Berkeley: Anger and Ferment at High School and University Campuses
November 16, 2015 | Revolution Newspaper | revcom.us
From a member of the Revolution Club, Bay Area
All across the country, including here in Berkeley, students are rising up on their campuses against racism and white supremacy. The Revolution Club wanted to connect up with this growing spirit of resistance. We quickly made a banner that said: WE STAND WITH THE DEFIANT STUDENTS AT MIZZOU, BERKELEY HIGH, YALE... WHICH SIDE ARE YOU ON??? Police Terror, Mass Incarceration, White Supremacist Attacks, No Jobs, Miseducation... “Post-racial” My Ass! This is Amerikkka! WE NEED AN ACTUAL REVOLUTION! REVCOM.US @REVCLUB_BAY
We took the banner and a bunch of flyers with Carl Dix’s statement of support for the Mizzou students, and also the flyer about the Tamir Rice protest on November 22, and we stood right in front of Berkeley High school as students were getting out for lunch—just last week at Berkeley High almost the entire school walked out in protest of a racist threat to lynch Black students, which a student had put on the library computers. I started doing some loud agitation: “We’re standing with the students who are rising up against racism all across the country. The days when the police or racists can get away with terrorizing Black people, those days need to be over! This kid wants to talk about lynching... where did he get that idea from? The police get away with lynching Black people every day! Tamir Rice, 12-year-old boy gunned down by police in Cleveland, that was a lynching! Eric Garner strangled to death in New York, that was a lynching!”

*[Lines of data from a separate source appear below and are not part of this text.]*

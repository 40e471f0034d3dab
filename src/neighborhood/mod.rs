pub mod expand;
pub mod potential;
pub mod refine;

pub use expand::ExpandNeighborhood;
pub use potential::PotentialNeighborhood;
pub use refine::RefineNeighborhood;

use log::debug;

use crate::hierarchy::{Duals, Level, NodeIndex};
use crate::lp::TransportLpSolver;
use crate::plan::TransportPlan;

/// Improves a plan at a fixed pair of levels by adding arcs the duals of the
/// current solution mark as promising, and re-solving.
///
/// `plan` must be the problem currently held by `solver`, unless its weights did
/// not come from the LP solver at all. `candidates` holds the arcs whose
/// surroundings are searched.
pub trait NeighborhoodStrategy {
    fn solve_neighborhood<'h>(
        &mut self,
        solver: &mut TransportLpSolver,
        plan: &mut TransportPlan<'h>,
        candidates: &TransportPlan<'h>,
        duals: &mut Duals,
        p: f64,
    );
}

impl<N> NeighborhoodStrategy for Box<N>
where
    N: NeighborhoodStrategy + ?Sized,
{
    fn solve_neighborhood<'h>(
        &mut self,
        solver: &mut TransportLpSolver,
        plan: &mut TransportPlan<'h>,
        candidates: &TransportPlan<'h>,
        duals: &mut Duals,
        p: f64,
    ) {
        N::solve_neighborhood(self, solver, plan, candidates, duals, p)
    }
}

/// Solves the LP over the arcs of `plan` if its weights were produced without the
/// LP solver, so that the solver holds the plan and its duals are available
pub(crate) fn ensure_lp_solution(solver: &mut TransportLpSolver, plan: &mut TransportPlan, duals: &mut Duals, p: f64) {
    if !plan.status.is_lp() {
        debug!("plan has {:?} weights, solving its lp first", plan.status);
        solver.solve(plan, duals, p);
    }
}

/// Reduced cost `cost - pi_from + pi_to` of an arc under the current potentials
pub(crate) fn reduced_cost(duals: &Duals, source: &Level, target: &Level, from: NodeIndex, to: NodeIndex, cost: f64) -> f64 {
    cost - duals.source.potential(source.scale(), from) + duals.target.potential(target.scale(), to)
}
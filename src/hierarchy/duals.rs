use typed_index_collections::{TiSlice, TiVec};

use super::{Hierarchy, NodeIndex};

/// Dual state of a single node
#[derive(Debug, Clone, Copy, PartialEq)]
pub struct NodeDual {
    /// Dual value of the node's mass balance row from the most recent solve
    pub potential: f64,
    /// Lower bound on the potentials of the node's descendants
    pub pi_min: f64,
    /// Upper bound on the potentials of the node's descendants
    pub pi_max: f64,
}

impl Default for NodeDual {
    fn default() -> Self {
        NodeDual {
            potential: 0.0,
            pi_min: f64::MAX,
            pi_max: f64::MIN,
        }
    }
}

impl NodeDual {
    /// Empties the bounds so that any widening replaces them
    pub fn reset_pi(&mut self) {
        self.pi_min = f64::MAX;
        self.pi_max = f64::MIN;
    }

    /// Collapses the bounds onto a single potential
    pub fn reset_pi_to(&mut self, pi: f64) {
        self.pi_min = pi;
        self.pi_max = pi;
    }

    pub fn widen(&mut self, pi_min: f64, pi_max: f64) {
        self.pi_min = self.pi_min.min(pi_min);
        self.pi_max = self.pi_max.max(pi_max);
    }
}

/// Per-node dual state for every scale of one hierarchy
#[derive(Debug, Clone)]
pub struct HierarchyDuals {
    levels: Vec<TiVec<NodeIndex, NodeDual>>,
}

impl HierarchyDuals {
    pub fn new(hierarchy: &Hierarchy) -> Self {
        HierarchyDuals {
            levels: hierarchy
                .levels()
                .map(|level| TiVec::from(vec![NodeDual::default(); level.len()]))
                .collect(),
        }
    }

    pub fn level(&self, scale: usize) -> &TiSlice<NodeIndex, NodeDual> {
        &self.levels[scale]
    }

    pub fn level_mut(&mut self, scale: usize) -> &mut TiSlice<NodeIndex, NodeDual> {
        &mut self.levels[scale]
    }

    pub fn potential(&self, scale: usize, index: NodeIndex) -> f64 {
        self.levels[scale][index].potential
    }

    /// Recomputes the pi bounds of every node above `scale` from the bounds at
    /// `scale`, which are left untouched. Afterwards each coarse node's bounds
    /// enclose the potentials of all its descendants at `scale`.
    pub fn propagate_bounds(&mut self, hierarchy: &Hierarchy, scale: usize) {
        for s in (0..scale).rev() {
            let (coarse, fine) = self.levels.split_at_mut(s + 1);
            let fine = &fine[0];
            for node in hierarchy.level(s).nodes().iter() {
                let dual = &mut coarse[s][node.index];
                dual.reset_pi();
                for &c in node.children.iter() {
                    dual.widen(fine[c].pi_min, fine[c].pi_max);
                }
            }
        }
    }
}

/// The dual side state of one multiscale solve: potentials and pi bounds for
/// both hierarchies, threaded through every strategy.
#[derive(Debug, Clone)]
pub struct Duals {
    pub source: HierarchyDuals,
    pub target: HierarchyDuals,
}

impl Duals {
    pub fn new(source: &Hierarchy, target: &Hierarchy) -> Self {
        Duals {
            source: HierarchyDuals::new(source),
            target: HierarchyDuals::new(target),
        }
    }
}

#[cfg(test)]
mod tests {
    use super::*;
    use crate::hierarchy::HierarchyBuilder;

    #[test]
    fn bounds_enclose_descendants() {
        let mut builder = HierarchyBuilder::new(1);
        let s0 = builder.add_level();
        let s1 = builder.add_level();
        let s2 = builder.add_level();
        let r = builder.add_node(s0, vec![0.0], 0.0, None).unwrap();
        let a = builder.add_node(s1, vec![-1.0], 0.0, Some(r)).unwrap();
        let b = builder.add_node(s1, vec![1.0], 0.0, Some(r)).unwrap();
        for (x, parent) in [(-1.5, a), (-0.5, a), (0.5, b), (1.5, b)] {
            builder.add_node(s2, vec![x], 1.0, Some(parent)).unwrap();
        }
        let h = builder.build().unwrap();

        let mut duals = HierarchyDuals::new(&h);
        for (i, pi) in [3.0, -2.0, 7.0, 0.5].into_iter().enumerate() {
            duals.level_mut(2)[NodeIndex::from(i)].reset_pi_to(pi);
        }
        duals.propagate_bounds(&h, 2);

        let root = duals.level(0)[NodeIndex::from(0)];
        assert_eq!((root.pi_min, root.pi_max), (-2.0, 7.0));
        let a = duals.level(1)[a];
        assert_eq!((a.pi_min, a.pi_max), (-2.0, 3.0));
        let b = duals.level(1)[b];
        assert_eq!((b.pi_min, b.pi_max), (0.5, 7.0));
    }
}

Students were reaching out and grabbing for the flyer. We got out almost 500 in a short time. This was way different from the typical response. In fact, at times there were small crowds gathered around the banner listening seriously to the agitation, and I was able to get more into the whole history of the oppression of Black people in this country, the system that it is a part of, the need for revolution, the leadership we have for that revolution, and the challenge to get with it and dig into it.
There was some controversy. A bunch of administrators, school security, and a Berkeley cop were standing around watching us closely. One administrator, trying to discredit us, told the group of students who was gathered around us, “These people are not with the Black Student Union,” as if that somehow meant that we weren’t legitimate. The students didn’t really pay attention to him. “Who are we?” I said loudly. “We’re the Revolution Club! We’re people who give a shit about the fact that Black and Brown youth gotta grow up with a target on their back! We are building a movement for revolution to put a STOP to this and all forms of oppression. And we stand with these Berkeley High students who refuse to accept racist terror!”

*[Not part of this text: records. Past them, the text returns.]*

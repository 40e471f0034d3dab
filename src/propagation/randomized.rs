use log::trace;
use rand::prelude::StdRng;
use rand::{Rng, SeedableRng};
use rand_distr::StandardNormal;

use super::neighborhood::{AlternateSolutions, NeighborhoodPropagation};
use crate::lp::TransportLpSolver;
use crate::plan::TransportPlanSolutions;

/// Neighborhood propagation with alternatives solved under perturbed costs
pub type RandomizedPropagation = NeighborhoodPropagation<Randomized>;

impl RandomizedPropagation {
    pub fn randomized(n: usize, expansion_factor: f64) -> Self {
        NeighborhoodPropagation::with_alternates(expansion_factor, Randomized::new(n))
    }
}

/// Solves the previous primary problem `n` times with every arc cost perturbed by
/// normal noise. The noise is scaled to the range of costs the arc's descendants
/// can have, given the radii of its two nodes.
#[derive(Debug, Clone)]
pub struct Randomized {
    n: usize,
    rng: StdRng,
}

impl Randomized {
    pub fn new(n: usize) -> Self {
        Randomized {
            n,
            rng: StdRng::from_entropy(),
        }
    }

    pub fn seeded(n: usize, seed: u64) -> Self {
        Randomized {
            n,
            rng: StdRng::seed_from_u64(seed),
        }
    }
}

impl AlternateSolutions for Randomized {
    fn compute_alternate_solutions(
        &mut self,
        solver: &mut TransportLpSolver,
        previous: &mut TransportPlanSolutions<'_>,
        p: f64,
        _last_scale: bool,
    ) {
        let primary = &previous.primary;
        solver.create_lp(primary);

        let mut alternatives = Vec::with_capacity(self.n);
        for i in 0..self.n {
            for path in primary.iter() {
                let r = primary.source.node(path.from).radius + primary.target.node(path.to).radius;
                let dist = path.cost.powf(1.0 / p);
                let delta = (dist + r).powf(p) - (dist - r).max(0.0).powf(p);
                let noise: f64 = self.rng.sample(StandardNormal);
                let change = noise * delta / 5.0;
                solver.set_column_objective(path.index, path.cost + change);
            }
            solver.solve_lp();

            let mut alternative = primary.clone();
            solver.store_solution(&mut alternative, p);
            alternative.cost = alternative
                .iter()
                .map(|path| path.w * path.cost)
                .sum::<f64>()
                .max(0.0)
                .powf(1.0 / p);
            trace!("randomized alternative {}: {}", i, alternative);
            alternatives.push(alternative);
        }
        for alternative in alternatives {
            previous.add_alternative(alternative);
        }
    }
}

A number of Black students were open to seriously talking about what it will take to end the oppression of Black people. They were proud of what they had done by walking out last week and they wanted to know what we thought. Some of the them told us about what it’s like to be a Black student at Berkeley High... how diverse and yet segregated the school is, how other students don’t want to study with the Black students who are made to feel intellectually inferior... the whole buildup of anger about racism in society and at the school that led to the walkout.
Next we took our banner, the statements from Carl Dix, and copies of Revolution newspaper, and went up to UC Berkeley, where there was a big rally for the #MillionStudentMarch. The #MillionStudentMarch was set to take place on over 100 campuses, including Cal. It had three demands: make college tuition free, cancel student debt, and a $15 minimum wage for campus employees. It was led by Black students from the Black Students Union (BSU), along with Cal Democrats, Socialist Alternative, and over 700 nurses from the California Nurses Association, who boldly marched into Sproul Plaza, the main public space on campus, chanting. There were also some high school and college students from other schools. Many of the nurses, and some of the students, carried Bernie Sanders signs. There was some discussion about Mizzou and police terror from the BSU and ABC (African Black Coalition), but that was not the main theme of the rally and march. A number of people, especially the nurses, gravitated to our banner, taking pictures and expressing their support for the students and Mizzou.
After the rally, we marched over to California Hall, the main administration building. Students and nurses plastered the whole front of the hall with signs about all the debt that students face. Someone brought a replica of a ball and chain, symbolizing the burden of student debt, and people took turns putting on the ball and chain and taking pictures of themselves. After the nurses marched to downtown Berkeley, the students from the ABC led a hundred students who remained in chanting the lines from Assata Shakur: “It is our duty to fight for our freedom. It is our duty to win. We must love and support each other. We have nothing to lose but our chains.”